Given entries:

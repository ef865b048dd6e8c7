//! Test identity: where a test is defined and what it is called.

use std::fmt;

use serde::{Deserialize, Serialize};

/// Identifies a test definition by source file and function name.
///
/// Seeds are derived from this value alone, so every parametrized case of
/// one definition shares the same seed.
#[derive(Debug, Clone, PartialEq, Eq, Hash, PartialOrd, Ord, Serialize, Deserialize)]
pub struct TestIdentity {
    file: String,
    name: String,
}

impl TestIdentity {
    /// Create an identity from a source path and test name.
    #[must_use]
    pub fn new(file: impl Into<String>, name: impl Into<String>) -> Self {
        Self {
            file: file.into(),
            name: name.into(),
        }
    }

    /// Source file the test is defined in.
    #[must_use]
    pub fn file(&self) -> &str {
        &self.file
    }

    /// Test function name.
    #[must_use]
    pub fn name(&self) -> &str {
        &self.name
    }
}

impl fmt::Display for TestIdentity {
    fn fmt(&self, f: &mut fmt::Formatter<'_>) -> fmt::Result {
        write!(f, "{}::{}", self.file, self.name)
    }
}

/// Identity of a function in the calling source file.
///
/// ```
/// let id = axon_testing::identity!(test_rates);
/// assert_eq!(id.name(), "test_rates");
/// assert!(id.file().ends_with(".rs"));
/// ```
#[macro_export]
macro_rules! identity {
    ($name:ident) => {
        $crate::TestIdentity::new(file!(), stringify!($name))
    };
}

#[cfg(test)]
mod tests {
    use super::*;

    #[test]
    fn test_display() {
        let id = TestIdentity::new("tests/neurons.rs", "test_lif");
        assert_eq!(id.to_string(), "tests/neurons.rs::test_lif");
    }

    #[test]
    fn test_macro_uses_current_file() {
        let id = crate::identity!(test_macro_uses_current_file);
        assert_eq!(id.file(), file!());
        assert_eq!(id.name(), "test_macro_uses_current_file");
    }
}
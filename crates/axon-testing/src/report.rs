//! Case outcomes and the run report.

use std::fmt;
use std::fs::File;
use std::io::{self, BufWriter, Write};
use std::path::Path;

use serde::{Deserialize, Serialize};

use crate::error::{HarnessError, HarnessResult};

/// Terminal state of a test case.
///
/// `Collected → {Skipped | Eligible} → {Passed | Failed | Error}`
#[derive(Debug, Clone, PartialEq, Eq, Serialize, Deserialize)]
#[serde(tag = "status", content = "message", rename_all = "snake_case")]
pub enum Outcome {
    /// The body returned `Ok`.
    Passed,
    /// The body returned an error or panicked.
    Failed(String),
    /// The harness could not provide what the body asked for.
    Error(String),
    /// The case was not run; holds the reason.
    Skipped(String),
}

impl Outcome {
    /// Returns true for `Failed` and `Error`.
    #[must_use]
    pub fn is_failure(&self) -> bool {
        matches!(self, Self::Failed(_) | Self::Error(_))
    }

    /// Short label used in console output.
    #[must_use]
    pub fn label(&self) -> &'static str {
        match self {
            Self::Passed => "ok",
            Self::Failed(_) => "FAILED",
            Self::Error(_) => "ERROR",
            Self::Skipped(_) => "skipped",
        }
    }
}

impl fmt::Display for Outcome {
    fn fmt(&self, f: &mut fmt::Formatter<'_>) -> fmt::Result {
        match self {
            Self::Passed => f.write_str(self.label()),
            Self::Failed(msg) | Self::Error(msg) | Self::Skipped(msg) => {
                write!(f, "{} ({msg})", self.label())
            }
        }
    }
}

/// Result of one case.
#[derive(Debug, Clone, PartialEq, Serialize, Deserialize)]
pub struct CaseReport {
    /// Case id, e.g. `test_rates[LIF]`.
    pub id: String,
    /// Source file of the test definition.
    pub file: String,
    /// What happened.
    pub outcome: Outcome,
    /// Wall-clock time spent in the body, in seconds. Zero when skipped.
    pub elapsed_secs: f64,
}

/// Outcome counts.
#[derive(Debug, Clone, Copy, Default, PartialEq, Eq, Serialize, Deserialize)]
pub struct Summary {
    /// Cases that passed.
    pub passed: usize,
    /// Cases that failed.
    pub failed: usize,
    /// Cases that errored.
    pub errors: usize,
    /// Cases that were skipped.
    pub skipped: usize,
}

impl fmt::Display for Summary {
    fn fmt(&self, f: &mut fmt::Formatter<'_>) -> fmt::Result {
        write!(
            f,
            "{} passed; {} failed; {} errors; {} skipped",
            self.passed, self.failed, self.errors, self.skipped
        )
    }
}

/// Outcomes of every collected case, in run order.
#[derive(Debug, Clone, Default, PartialEq, Serialize, Deserialize)]
pub struct Report {
    /// Per-case results.
    pub cases: Vec<CaseReport>,
}

impl Report {
    /// Append a case result.
    pub fn push(&mut self, case: CaseReport) {
        self.cases.push(case);
    }

    /// Count outcomes.
    #[must_use]
    pub fn summary(&self) -> Summary {
        self.cases
            .iter()
            .fold(Summary::default(), |mut summary, case| {
                match case.outcome {
                    Outcome::Passed => summary.passed += 1,
                    Outcome::Failed(_) => summary.failed += 1,
                    Outcome::Error(_) => summary.errors += 1,
                    Outcome::Skipped(_) => summary.skipped += 1,
                }
                summary
            })
    }

    /// Returns true if no case failed or errored.
    #[must_use]
    pub fn success(&self) -> bool {
        !self.cases.iter().any(|c| c.outcome.is_failure())
    }

    /// Outcome of the case with the given id.
    #[must_use]
    pub fn outcome(&self, id: &str) -> Option<&Outcome> {
        self.cases.iter().find(|c| c.id == id).map(|c| &c.outcome)
    }

    /// Write the report as pretty-printed JSON.
    ///
    /// # Errors
    ///
    /// Returns [`HarnessError::Report`] if the file cannot be created or written.
    pub fn write_json(&self, path: &Path) -> HarnessResult<()> {
        let write = || -> io::Result<()> {
            let mut writer = BufWriter::new(File::create(path)?);
            serde_json::to_writer_pretty(&mut writer, self).map_err(io::Error::from)?;
            writer.flush()
        };
        write().map_err(|source| HarnessError::Report {
            path: path.to_path_buf(),
            source,
        })
    }
}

Aim of the exercise: Your reply should repeat the entire listing, word for word and complete.

Result of the task:
repository ef865b048dd6e8c7
//! Test identity: where a test is defined and what it is called.

use std::fmt;

use serde::{Deserialize, Serialize};

/// Identifies a test definition by source file and function name.
///
/// Seeds are derived from this value alone, so every parametrized case of
/// one definition shares the same seed.
#[derive(Debug, Clone, PartialEq, Eq, Hash, PartialOrd, Ord, Serialize, Deserialize)]
pub struct TestIdentity {
    file: String,
    name: String,
}

impl TestIdentity {
    /// Create an identity from a source path and test name.
    #[must_use]
    pub fn new(file: impl Into<String>, name: impl Into<String>) -> Self {
        Self {
            file: file.into(),
            name: name.into(),
        }
    }

    /// Source file the test is defined in.
    #[must_use]
    pub fn file(&self) -> &str {
        &self.file
    }

    /// Test function name.
    #[must_use]
    pub fn name(&self) -> &str {
        &self.name
    }
}

impl fmt::Display for TestIdentity {
    fn fmt(&self, f: &mut fmt::Formatter<'_>) -> fmt::Result {
        write!(f, "{}::{}", self.file, self.name)
    }
}

/// Identity of a function in the calling source file.
///
/// ```
/// let id = axon_testing::identity!(test_rates);
/// assert_eq!(id.name(), "test_rates");
/// assert!(id.file().ends_with(".rs"));
/// ```
#[macro_export]
macro_rules! identity {
    ($name:ident) => {
        $crate::TestIdentity::new(file!(), stringify!($name))
    };
}

#[cfg(test)]
mod tests {
    use super::*;

    #[test]
    fn test_display() {
        let id = TestIdentity::new("tests/neurons.rs", "test_lif");
        assert_eq!(id.to_string(), "tests/neurons.rs::test_lif");
    }

    #[test]
    fn test_macro_uses_current_file() {
        let id = crate::identity!(test_macro_uses_current_file);
        assert_eq!(id.file(), file!());
        assert_eq!(id.name(), "test_macro_uses_current_file");
    }
}
filename crates/axon-testing/src/report.rs
//! Case outcomes and the run report.

use std::fmt;
use std::fs::File;
use std::io::{self, BufWriter, Write};
use std::path::Path;

use serde::{Deserialize, Serialize};

use crate::error::{HarnessError, HarnessResult};

/// Terminal state of a test case.
///
/// `Collected → {Skipped | Eligible} → {Passed | Failed | Error}`
#[derive(Debug, Clone, PartialEq, Eq, Serialize, Deserialize)]
#[serde(tag = "status", content = "message", rename_all = "snake_case")]
pub enum Outcome {
    /// The body returned `Ok`.
    Passed,
    /// The body returned an error or panicked.
    Failed(String),
    /// The harness could not provide what the body asked for.
    Error(String),
    /// The case was not run; holds the reason.
    Skipped(String),
}

impl Outcome {
    /// Returns true for `Failed` and `Error`.
    #[must_use]
    pub fn is_failure(&self) -> bool {
        matches!(self, Self::Failed(_) | Self::Error(_))
    }

    /// Short label used in console output.
    #[must_use]
    pub fn label(&self) -> &'static str {
        match self {
            Self::Passed => "ok",
            Self::Failed(_) => "FAILED",
            Self::Error(_) => "ERROR",
            Self::Skipped(_) => "skipped",
        }
    }
}

impl fmt::Display for Outcome {
    fn fmt(&self, f: &mut fmt::Formatter<'_>) -> fmt::Result {
        match self {
            Self::Passed => f.write_str(self.label()),
            Self::Failed(msg) | Self::Error(msg) | Self::Skipped(msg) => {
                write!(f, "{} ({msg})", self.label())
            }
        }
    }
}

/// Result of one case.
#[derive(Debug, Clone, PartialEq, Serialize, Deserialize)]
pub struct CaseReport {
    /// Case id, e.g. `test_rates[LIF]`.
    pub id: String,
    /// Source file of the test definition.
    pub file: String,
    /// What happened.
    pub outcome: Outcome,
    /// Wall-clock time spent in the body, in seconds. Zero when skipped.
    pub elapsed_secs: f64,
}

/// Outcome counts.
#[derive(Debug, Clone, Copy, Default, PartialEq, Eq, Serialize, Deserialize)]
pub struct Summary {
    /// Cases that passed.
    pub passed: usize,
    /// Cases that failed.
    pub failed: usize,
    /// Cases that errored.
    pub errors: usize,
    /// Cases that were skipped.
    pub skipped: usize,
}

impl fmt::Display for Summary {
    fn fmt(&self, f: &mut fmt::Formatter<'_>) -> fmt::Result {
        write!(
            f,
            "{} passed; {} failed; {} errors; {} skipped",
            self.passed, self.failed, self.errors, self.skipped
        )
    }
}

/// Outcomes of every collected case, in run order.
#[derive(Debug, Clone, Default, PartialEq, Serialize, Deserialize)]
pub struct Report {
    /// Per-case results.
    pub cases: Vec<CaseReport>,
}

impl Report {
    /// Append a case result.
    pub fn push(&mut self, case: CaseReport) {
        self.cases.push(case);
    }

    /// Count outcomes.
    #[must_use]
    pub fn summary(&self) -> Summary {
        self.cases
            .iter()
            .fold(Summary::default(), |mut summary, case| {
                match case.outcome {
                    Outcome::Passed => summary.passed += 1,
                    Outcome::Failed(_) => summary.failed += 1,
                    Outcome::Error(_) => summary.errors += 1,
                    Outcome::Skipped(_) => summary.skipped += 1,
                }
                summary
            })
    }

    /// Returns true if no case failed or errored.
    #[must_use]
    pub fn success(&self) -> bool {
        !self.cases.iter().any(|c| c.outcome.is_failure())
    }

    /// Outcome of the case with the given id.
    #[must_use]
    pub fn outcome(&self, id: &str) -> Option<&Outcome> {
        self.cases.iter().find(|c| c.id == id).map(|c| &c.outcome)
    }

    /// Write the report as pretty-printed JSON.
    ///
    /// # Errors
    ///
    /// Returns [`HarnessError::Report`] if the file cannot be created or written.
    pub fn write_json(&self, path: &Path) -> HarnessResult<()> {
        let write = || -> io::Result<()> {
            let mut writer = BufWriter::new(File::create(path)?);
            serde_json::to_writer_pretty(&mut writer, self).map_err(io::Error::from)?;
            writer.flush()
        };
        write().map_err(|source| HarnessError::Report {
            path: path.to_path_buf(),
            source,
        })
    }
}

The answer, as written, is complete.